If the first day of the 7th Annual Call Center Week Canada is any indication, the contact center culture challenge remains a significant point of concern for customer management professionals.

Culture emerged as a key talking point in all three pre-conference workshops, with the senior-level presenters and participants in attendance pondering strategies for turning their contact center environment into one built for delivering the optimal customer experience.

After earlier workshop presentations on reshaping the contact center around customer-centricity and relying on a "Blue Ocean" strategy for taking an organization’s internal and external customer management operations to the next level, MarketShare’s Pat Perdue put an exclamation point on the culture challenge.
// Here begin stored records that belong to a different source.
//! Follow-graph endpoints.

use crate::client::ApiClient;
use crate::types::MutualFollowResponse;
use async_trait::async_trait;
use devreel_core::{FollowApi, UserId};
use tracing::debug;

#[async_trait]
impl FollowApi for ApiClient {
    async fn follow(&self, user_id: &UserId) -> devreel_core::Result<()> {
        let url = self.endpoint(&["api", "users", user_id.as_str(), "follow"])?;
        self.send(self.post(url)).await?;
        debug!(user_id = %user_id, "Followed user");
        Ok(())
    }

    async fn unfollow(&self, user_id: &UserId) -> devreel_core::Result<()> {
        let url = self.endpoint(&["api", "users", user_id.as_str(), "follow"])?;
        self.send(self.delete(url)).await?;
        debug!(user_id = %user_id, "Unfollowed user");
        Ok(())
    }

    async fn is_mutual_follow(&self, user_id: &UserId) -> devreel_core::Result<bool> {
        let url = self.endpoint(&["api", "users", user_id.as_str(), "mutual"])?;
        let response: MutualFollowResponse = self.send_json(self.get(url), "mutual follow").await?;
        Ok(response.mutual)
    }
}
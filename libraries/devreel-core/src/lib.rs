//! Devreel Core
//!
//! Shared records, identifiers and collaborator contracts for the Devreel
//! web client.
//!
//! # Architecture
//!
//! The core crate defines:
//! - **Domain Types**: `Post`, `Profile`, `ProfileStats`, etc.
//! - **Collaborator Contracts**: `FeedApi`, `FollowApi`, `ProfileApi`
//! - **Error Handling**: Unified `CoreError` and `Result` types
//!
//! The contracts are implemented over HTTP by `devreel-api-client`; the
//! video player only consumes the `VideoAttachment` carried by a post.
//!
//! # Example
//!
//! ```rust
//! use devreel_core::types::{ProfileUpdate, UserId};
//!
//! let user = UserId::new("octocat");
//! let update = ProfileUpdate::default().with_bio("Writes Rust on weekends");
//!
//! assert_eq!(user.as_str(), "octocat");
//! assert!(!update.is_empty());
//! ```

#![forbid(unsafe_code)]

pub mod error;
pub mod traits;
pub mod types;

// Re-export commonly used types
pub use error::{CoreError, Result};
pub use traits::{FeedApi, FollowApi, ProfileApi};
pub use types::{
    FeedList, NewPost, Post, PostId, Profile, ProfileStats, ProfileUpdate, UserId,
    VideoAttachment,
};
In his presentation entitled "Internal Leadership Strategies for Creating a Motivated Staff," Perdue sparked deliberation over how best to lead amid radical change in the makeup of that call center. A key element of that change is the ongoing rise to adulthood for the Generation Y demographic, which is in the midst of dominating the employee and customer classes.

With attention to their unique needs as a generation, Perdue led the attending, seasoned contact center superstars in an investigation of ways to change how we approach call center management. If we do not shape our centers in a way that will yield optimal engagement and performance from our new class of agents, we will never be able to satisfy our customers, whom are increasingly of that same generation.
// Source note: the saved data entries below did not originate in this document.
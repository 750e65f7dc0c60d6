//! Host environment seams
//!
//! The player never touches a DOM, clock, or media element directly. The
//! embedding platform implements these traits: a browser binding wraps an
//! `HTMLVideoElement` and `document`, tests use recording fakes, and the
//! simulator drives a scripted resource.
//!
//! Player state is confined to one task, so hosts need not be `Send`.

use crate::error::Result;
use crate::types::{ContainerRef, MediaSourceRef};
use serde::{Deserialize, Serialize};
use std::fmt;
use std::time::Duration;

/// Handle for a scheduled one-shot timer
#[derive(Debug, Clone, Copy, PartialEq, Eq, Hash, PartialOrd, Ord, Serialize, Deserialize)]
pub struct TimerId(pub u64);

/// Handle for an attached event listener
#[derive(Debug, Clone, Copy, PartialEq, Eq, Hash, PartialOrd, Ord, Serialize, Deserialize)]
pub struct ListenerId(pub u64);

impl fmt::Display for TimerId {
    fn fmt(&self, f: &mut fmt::Formatter<'_>) -> fmt::Result {
        write!(f, "timer#{}", self.0)
    }
}

impl fmt::Display for ListenerId {
    fn fmt(&self, f: &mut fmt::Formatter<'_>) -> fmt::Result {
        write!(f, "listener#{}", self.0)
    }
}

/// An attached listener; dropping it detaches exactly once
pub struct Subscription {
    id: ListenerId,
    detach: Option<Box<dyn FnOnce()>>,
}

impl Subscription {
    pub fn new(id: ListenerId, detach: impl FnOnce() + 'static) -> Self {
        Self {
            id,
            detach: Some(Box::new(detach)),
        }
    }

    /// Listener that needs no cleanup
    pub fn detached(id: ListenerId) -> Self {
        Self { id, detach: None }
    }

    pub fn id(&self) -> ListenerId {
        self.id
    }

    /// Detach now instead of at drop
    pub fn unsubscribe(mut self) {
        self.run_detach();
    }

    fn run_detach(&mut self) {
        if let Some(detach) = self.detach.take() {
            detach();
        }
    }
}

impl Drop for Subscription {
    fn drop(&mut self) {
        self.run_detach();
    }
}

impl fmt::Debug for Subscription {
    fn fmt(&self, f: &mut fmt::Formatter<'_>) -> fmt::Result {
        f.debug_struct("Subscription")
            .field("id", &self.id)
            .field("attached", &self.detach.is_some())
            .finish()
    }
}

/// Platform media element
///
/// Commands are fire-and-forget. Their outcome comes back as
/// [`MediaEvent`](crate::MediaEvent)s through the subscription, which is
/// what moves the player's state.
pub trait MediaResource {
    /// Point the resource at a source and poster
    fn load(&mut self, source: &MediaSourceRef, poster: Option<&str>) -> Result<()>;

    /// Request playback
    ///
    /// An `Err` is a synchronous rejection. Asynchronous rejection (autoplay
    /// policy) arrives later as `MediaEvent::PlayRejected`.
    fn play(&mut self) -> Result<()>;

    fn pause(&mut self);

    fn set_current_time(&mut self, seconds: f64);

    /// Level in 0.0..=1.0
    fn set_volume(&mut self, level: f64);

    fn set_muted(&mut self, muted: bool);

    fn set_playback_rate(&mut self, rate: f64);

    /// Start forwarding media events to the player
    fn subscribe(&mut self) -> Result<Subscription>;
}

/// One-shot timer scheduling
///
/// Fired timers come back as `PlayerInput::TimerFired`. Cancelling an
/// unknown or already-fired id must be a no-op.
pub trait TimerHost {
    fn schedule(&mut self, delay: Duration) -> TimerId;

    fn cancel(&mut self, id: TimerId);
}

/// Document-level services: outside-click listening and fullscreen
pub trait DocumentHost {
    /// Attach a document-wide pointer-down listener
    ///
    /// Presses arrive as `PlayerInput::DocumentPointerDown` carrying the
    /// returned listener's id.
    fn listen_pointer_down(&mut self) -> Result<Subscription>;

    fn fullscreen_active(&self) -> bool;

    fn request_fullscreen(&mut self, container: &ContainerRef) -> Result<()>;

    fn exit_fullscreen(&mut self) -> Result<()>;
}

/// Receives quality menu selections
#[cfg_attr(test, mockall::automock)]
pub trait QualitySelector {
    fn select(&mut self, label: &str) -> Result<()>;
}

/// Quality selector for sources with a single rendition
#[derive(Debug, Default, Clone, Copy)]
pub struct NoopQualitySelector;

impl QualitySelector for NoopQualitySelector {
    fn select(&mut self, label: &str) -> Result<()> {
        tracing::debug!(quality = label, "Quality selection has no renditions to switch");
        Ok(())
    }
}

#[cfg(test)]
mod tests {
    use super::*;
    use std::cell::Cell;
    use std::rc::Rc;

    #[test]
    fn subscription_detaches_once_on_drop() {
        let detached = Rc::new(Cell::new(0));
        let counter = detached.clone();
        let sub = Subscription::new(ListenerId(1), move || counter.set(counter.get() + 1));

        assert_eq!(sub.id(), ListenerId(1));
        drop(sub);
        assert_eq!(detached.get(), 1);
    }

    #[test]
    fn explicit_unsubscribe_does_not_detach_twice() {
        let detached = Rc::new(Cell::new(0));
        let counter = detached.clone();
        let sub = Subscription::new(ListenerId(2), move || counter.set(counter.get() + 1));

        sub.unsubscribe();
        assert_eq!(detached.get(), 1);
    }

    #[test]
    fn detached_subscription_is_inert() {
        let sub = Subscription::detached(ListenerId(3));
        assert!(format!("{:?}", sub).contains("attached: false"));
    }

    #[test]
    fn noop_selector_accepts_everything() {
        let mut selector = NoopQualitySelector;
        assert!(selector.select("720p").is_ok());
    }
}
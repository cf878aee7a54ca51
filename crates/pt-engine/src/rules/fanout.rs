// crates/pt-engine/src/rules/fanout.rs
//
// Return-value fan-out: routes a target interface's return value on
// to every rule whose source is that interface's return slot, with a
// dedicated grouped-commit path for SetGroup members.

use core::ffi::c_void;

use pt_types::rule::RETURN_VALUE_PARAM_INDEX;
use pt_types::{LastTransferred, ReturnKind, TransferRule, Value};

use crate::ffi::{invoke, CallResult};

use super::context::DispatchContext;
use super::cycle::CallChain;
use super::target::{self, Incoming};

/// Reinterprets a call's raw result registers as a typed `Value` the
/// way the returning interface's declared kind dictates: an int64
/// shadow for integer/pointer, a double shadow for floating, a struct
/// buffer pointer for by-value.
fn return_as_value(call: &CallResult, kind: ReturnKind) -> Value {
    match kind {
        ReturnKind::Float | ReturnKind::Double => Value::Double(call.float_result),
        ReturnKind::StructByValue(size) => {
            let addr = call
                .struct_buf
                .as_ref()
                .map(|buf| buf.bytes().as_ptr() as *mut c_void)
                .unwrap_or(core::ptr::null_mut());
            Value::Ptr { addr, size }
        }
        ReturnKind::PointerOrStructPtr => Value::Ptr {
            addr: call.int_result as *mut c_void,
            size: core::mem::size_of::<usize>(),
        },
        ReturnKind::Integer => Value::Int64(call.int_result),
    }
}

fn record_last_transferred(ctx: &mut DispatchContext, value: &Value) {
    *ctx.last_transferred = Some(LastTransferred {
        tag: value.type_tag(),
        type_name: String::new(),
        size: value.size(),
    });
}

/// Drive one member of a SetGroup: re-invoke the source interface
/// fresh, check the target's lower slots are ready, then prepare the
/// member's target slot.
fn apply_setgroup_member(
    ctx: &mut DispatchContext,
    source_plugin: &str,
    source_interface: &str,
    member: &TransferRule,
    call_chain: &CallChain,
    recursion_depth: u32,
) -> bool {
    let Some(source_state) = ctx.interfaces.get(&(source_plugin.to_string(), source_interface.to_string())) else {
        return false;
    };
    let func_ptr = source_state.func_ptr;
    let return_kind = source_state.return_kind;
    let values = source_state.ready_values(source_state.ready_prefix_len().max(source_state.min_params));

    let fresh = match unsafe { invoke(func_ptr, &values, return_kind) } {
        Ok(result) => result,
        Err(err) => {
            tracing::warn!(?err, "setgroup re-invocation of source interface failed");
            return false;
        }
    };

    // Lower-indexed slots of the target must already be ready.
    if member.target.param_index > 0 {
        let key = (member.target.plugin.clone(), member.target.interface.clone());
        let lower_ready = ctx
            .interfaces
            .get(&key)
            .map(|s| s.slots.iter().take(member.target.param_index as usize).all(|slot| slot.ready))
            .unwrap_or(member.target.param_index == 0);
        if !lower_ready {
            return false;
        }
    }

    let value = return_as_value(&fresh, return_kind);
    record_last_transferred(ctx, &value);

    let incoming = match member.target_param_value.as_deref().filter(|v| !v.is_empty()) {
        Some(literal) => Incoming::Literal(literal),
        None => Incoming::Propagated(value),
    };

    target::prepare_and_invoke(ctx, member, incoming, call_chain, recursion_depth, true).is_ok()
}

/// Collect, sort, and drive one SetGroup. `members` are already known
/// to share `set_group` and the same target interface.
fn run_setgroup(
    ctx: &mut DispatchContext,
    source_plugin: &str,
    source_interface: &str,
    mut members: Vec<TransferRule>,
    call_chain: &CallChain,
    recursion_depth: u32,
) -> usize {
    members.sort_by_key(|r| r.target.param_index);
    let mut success_count = 0;

    // Within the group, an exact-duplicate-target peer later in
    // ascending-index order suppresses an earlier one (same lookahead
    // rule as the unicast tie-break), scoped first to the group before
    // any cross-group check happens in `fan_out`.
    for (i, member) in members.iter().enumerate() {
        let rest: Vec<&TransferRule> = members[i + 1..].iter().collect();
        if target::has_later_exact_duplicate(member, &rest) {
            continue;
        }
        if apply_setgroup_member(ctx, source_plugin, source_interface, member, call_chain, recursion_depth) {
            success_count += 1;
        }
    }

    // SetGroup atomic-commit discipline: clear the target interface's
    // parameter-ready bits once the whole group has fired.
    if let Some(first) = members.first() {
        let key = (first.target.plugin.clone(), first.target.interface.clone());
        if let Some(state) = ctx.interfaces.get_mut(&key) {
            state.reset_slots();
        }
    }

    success_count
}

/// Entry point called after a target's invocation completes
/// successfully. Routes the just-returned value to every rule whose
/// source is `(plugin, interface, -1)`.
#[allow(clippy::too_many_arguments)]
pub fn fan_out(
    ctx: &mut DispatchContext,
    plugin: &str,
    interface: &str,
    call: &CallResult,
    return_kind: ReturnKind,
    _triggering_rule: &TransferRule,
    call_chain: &CallChain,
    recursion_depth: u32,
) -> usize {
    let candidates: Vec<TransferRule> = ctx
        .rules
        .iter()
        .filter(|r| r.matches_source(plugin, interface, RETURN_VALUE_PARAM_INDEX))
        .cloned()
        .collect();
    if candidates.is_empty() {
        return 0;
    }

    let value = return_as_value(call, return_kind);
    record_last_transferred(ctx, &value);

    let mut processed = vec![false; candidates.len()];
    let mut success_count = 0;

    for i in 0..candidates.len() {
        if processed[i] {
            continue;
        }
        let rule = candidates[i].clone();

        if let Some(group) = rule.set_group.as_ref().filter(|g| !g.is_empty()) {
            let group = group.clone();
            let mut members = vec![rule.clone()];
            processed[i] = true;
            for (j, other) in candidates.iter().enumerate().skip(i + 1) {
                if processed[j] {
                    continue;
                }
                if other.set_group.as_deref() == Some(group.as_str())
                    && other.target.plugin == rule.target.plugin
                    && other.target.interface == rule.target.interface
                {
                    members.push(other.clone());
                    processed[j] = true;
                }
            }
            success_count += run_setgroup(ctx, plugin, interface, members.clone(), call_chain, recursion_depth);

            // After exhausting the group, check non-group rules for an
            // exact duplicate target against any group member: if one
            // exists, stop fan-out here.
            let non_group_duplicate = candidates
                .iter()
                .enumerate()
                .any(|(j, other)| !processed[j] && members.iter().any(|m| m.targets_same_slot(other)));
            if non_group_duplicate {
                break;
            }
            continue;
        }

        if rule.transfer_mode == pt_types::TransferMode::Unicast
            && target::has_later_exact_duplicate(&rule, &candidates[i + 1..].iter().collect::<Vec<_>>())
        {
            processed[i] = true;
            continue;
        }

        processed[i] = true;
        let incoming = match rule.target_param_value.as_deref().filter(|v| !v.is_empty()) {
            Some(literal) => Incoming::Literal(literal),
            None => Incoming::Propagated(value),
        };
        let ok = target::prepare_and_invoke(ctx, &rule, incoming, call_chain, recursion_depth, false).is_ok();
        if ok {
            success_count += 1;
        }
    }

    success_count
}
Below are four quick means of re-energizing the contact center environment, creating the kind of workforce that will drive meaningful success in this era of increased customer-centricity.
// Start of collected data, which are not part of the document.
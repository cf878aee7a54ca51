// crates/pt-engine/src/ffi/mod.rs
//
// Dynamic call layer.

pub mod call;
pub mod pack;
pub mod struct_return;

pub use call::{invoke, CallError, CallResult, MAX_STRUCT_RETURN_SIZE};
pub use pack::ParamPackBuilder;
pub use struct_return::StructReturn;
// crates/pt-engine/src/engine.rs
//
// The engine: owns the plugin table, the rule table and its hash
// index, per-interface runtime state, and the "last transferred"
// slot as one owned context, never an ambient static. Exposes the two
// public entry points plugins call through plus constructor/builder
// configuration (`PluginManager::new`-style, no config-file reading
// anywhere).

use std::collections::HashMap;
use std::path::Path;

use pt_types::{HostApi, LastTransferred, PluginDescriptor, TransferRule, Value};

use crate::error::{DispatchOutcome, PtError};
use crate::plugin::{InterfaceRuntimeState, PluginTable};
use crate::rules::{dispatch_event, AlwaysTrueEvaluator, CallChain, ConditionEvaluator, DispatchContext, RuleIndex};

pub struct Engine {
    plugins: PluginTable,
    rules: Vec<TransferRule>,
    rule_index: RuleIndex,
    interfaces: HashMap<(String, String), InterfaceRuntimeState>,
    last_transferred: Option<LastTransferred>,
    condition_evaluator: Box<dyn ConditionEvaluator>,
    recursion_limit: u32,
}

impl Default for Engine {
    fn default() -> Self {
        Self::new()
    }
}

impl Engine {
    pub fn new() -> Self {
        Self {
            plugins: PluginTable::new(),
            rules: Vec::new(),
            rule_index: RuleIndex::new(),
            interfaces: HashMap::new(),
            last_transferred: None,
            condition_evaluator: Box::new(AlwaysTrueEvaluator),
            recursion_limit: crate::rules::cycle::RECURSION_DEPTH_WARN_THRESHOLD,
        }
    }

    pub fn with_recursion_limit(mut self, limit: u32) -> Self {
        self.recursion_limit = limit;
        self
    }

    pub fn with_condition_evaluator(mut self, evaluator: Box<dyn ConditionEvaluator>) -> Self {
        self.condition_evaluator = evaluator;
        self
    }

    /// Load a plugin library up front (rule targets otherwise load
    /// lazily on first dispatch).
    pub fn load_plugin(&mut self, path: &Path) -> Result<&PluginDescriptor, PtError> {
        self.plugins
            .load_or_get(path)
            .map(|loaded| &loaded.descriptor)
            .ok_or_else(|| PtError::PluginLoadFailed { path: path.to_path_buf() })
    }

    pub fn add_rule(&mut self, rule: TransferRule) {
        self.rules.push(rule);
        self.rebuild_rule_index();
    }

    pub fn set_rules(&mut self, rules: Vec<TransferRule>) {
        self.rules = rules;
        self.rebuild_rule_index();
    }

    fn rebuild_rule_index(&mut self) {
        self.rule_index = RuleIndex::build(&self.rules);
    }

    /// Rule indices hinted as hot via `cache_self`. Not consulted by
    /// dispatch, exposed for host-side introspection.
    pub fn cached_rule_indices(&self) -> Vec<usize> {
        self.rules
            .iter()
            .enumerate()
            .filter(|(_, r)| r.enabled && r.cache_self)
            .map(|(i, _)| i)
            .collect()
    }

    fn dispatch(&mut self, plugin: &str, interface: &str, param_index: i32, value: Value) -> DispatchOutcome {
        let mut ctx = DispatchContext {
            plugins: &mut self.plugins,
            interfaces: &mut self.interfaces,
            rules: &self.rules,
            rule_index: &self.rule_index,
            last_transferred: &mut self.last_transferred,
            condition_evaluator: self.condition_evaluator.as_ref(),
            recursion_limit: self.recursion_limit,
        };
        dispatch_event(&mut ctx, plugin, interface, param_index, value, &CallChain::new(), 0)
    }

    /// `TransferPointer`: registers a pointer and triggers dispatch.
    /// Returns `0` on a successful dispatch, `1` on a non-fatal
    /// type/size mismatch with the previously stored pointer, `-1`
    /// otherwise.
    #[tracing::instrument(skip(self, value))]
    pub fn transfer_pointer(&mut self, source_plugin: &str, source_interface: &str, source_param_index: i32, value: Value, type_name: &str) -> i32 {
        let mismatch = self
            .last_transferred
            .as_ref()
            .is_some_and(|prev| prev.tag != value.type_tag() || prev.size != value.size());
        self.last_transferred = Some(LastTransferred {
            tag: value.type_tag(),
            type_name: type_name.to_string(),
            size: value.size(),
        });

        let outcome = self.dispatch(source_plugin, source_interface, source_param_index, value);
        match outcome {
            DispatchOutcome::Dispatched { success_count } if success_count > 0 => {
                if mismatch {
                    tracing::warn!(source = %format!("{source_plugin}.{source_interface}"), "type/size mismatch with previously stored pointer");
                    1
                } else {
                    0
                }
            }
            _ => {
                tracing::warn!(source = %format!("{source_plugin}.{source_interface}"), "no rule matched or all targets failed");
                -1
            }
        }
    }

    /// `CallPlugin`: triggers dispatch from a specific parameter slot
    /// of a calling interface. When `param_index >= 0` and the calling
    /// interface already has that slot ready, the stored value drives
    /// dispatch instead of the supplied `value`.
    #[tracing::instrument(skip(self, value))]
    pub fn call_plugin(&mut self, source_plugin: &str, source_interface: &str, param_index: i32, value: Value) -> i32 {
        let effective_value = if param_index >= 0 {
            self.interfaces
                .get(&(source_plugin.to_string(), source_interface.to_string()))
                .and_then(|state| state.slots.get(param_index as usize))
                .filter(|slot| slot.ready)
                .and_then(|slot| slot.value)
                .unwrap_or(value)
        } else {
            value
        };

        self.dispatch(source_plugin, source_interface, param_index, effective_value).as_raw()
    }

    /// Builds the `HostApi` vtable a plugin receives at load time,
    /// bound to `self` via an opaque context pointer rather than an
    /// ambient global.
    pub fn host_api(&mut self) -> HostApi {
        crate::host_api::build(self)
    }
}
Hire Like a Call Center Leader

Hiring in most organizations inevitably runs through human resources, and that far too often produces an unwelcome "distinction" in the hiring process. Instead of thinking about recruiting decisions from a customer management standpoint, organizations defer to standard HR procedures and insufficiently screen for personality and cultural fitness. A "quick victory" can be had when the call center or customer service function "owns" the hiring process and aligns recruitment, onboarding and retention strategies with the values shared by customers.

Exposing Talent to the Entire Organization (aka Call Center as "Starting Point," Not "Sticking Point")

No matter how much we in customer management love our jobs, let’s face it, the space is not for everyone. And no matter how important we believe the field to be, it is not the only relevant cog in the corporate machine. Why, then, do so many call centers treat it as such?

Through a variety of mentorship and rotation programs, organizations should be exposing call center agents to every facet of the organization. In addition to providing inevitable context for those agents we ask to collaborate and properly service their internal customers, this will also give newly-minted agents a better perspective of where they fit into the company at large. Perhaps some will decide the business is not for them. Others will decide they would rather work in a different department. Others, still, will realize that they see immense value in carving a career through the call center ranks.

Regardless of the ultimate decision, the important thing is to view the outcome as a net-positive for the organization. If they leave the company or move onto another department, do not frown over losing a promising talent you were hoping to trap in the call center system. Instead, be confident that the talent will be contributing to the overall value of the organization and consequently helping to build a better experience for customers.

The call center and this accompanied organizational exposure should be viewed as a starting point for a promising career. Do not view your call center as a sticking point that hopes to keep someone locked to his desk until he either gets promoted or quits.

Define the Job Experience, Draw the Lines to Leadership

The evolution of a contact center agent should not be a nebulous, hit-or-miss, "lightning strikes" process. Though many of today’s employees are driven by instant gratification and focused on the "now," they are also very aspirational and crave empowerment and opportunity. In order to keep this class of worker engaged and driven, leadership must demonstrate the reward of the "journey" from point A to point B (or, at the very least, the fact that such a journey exists).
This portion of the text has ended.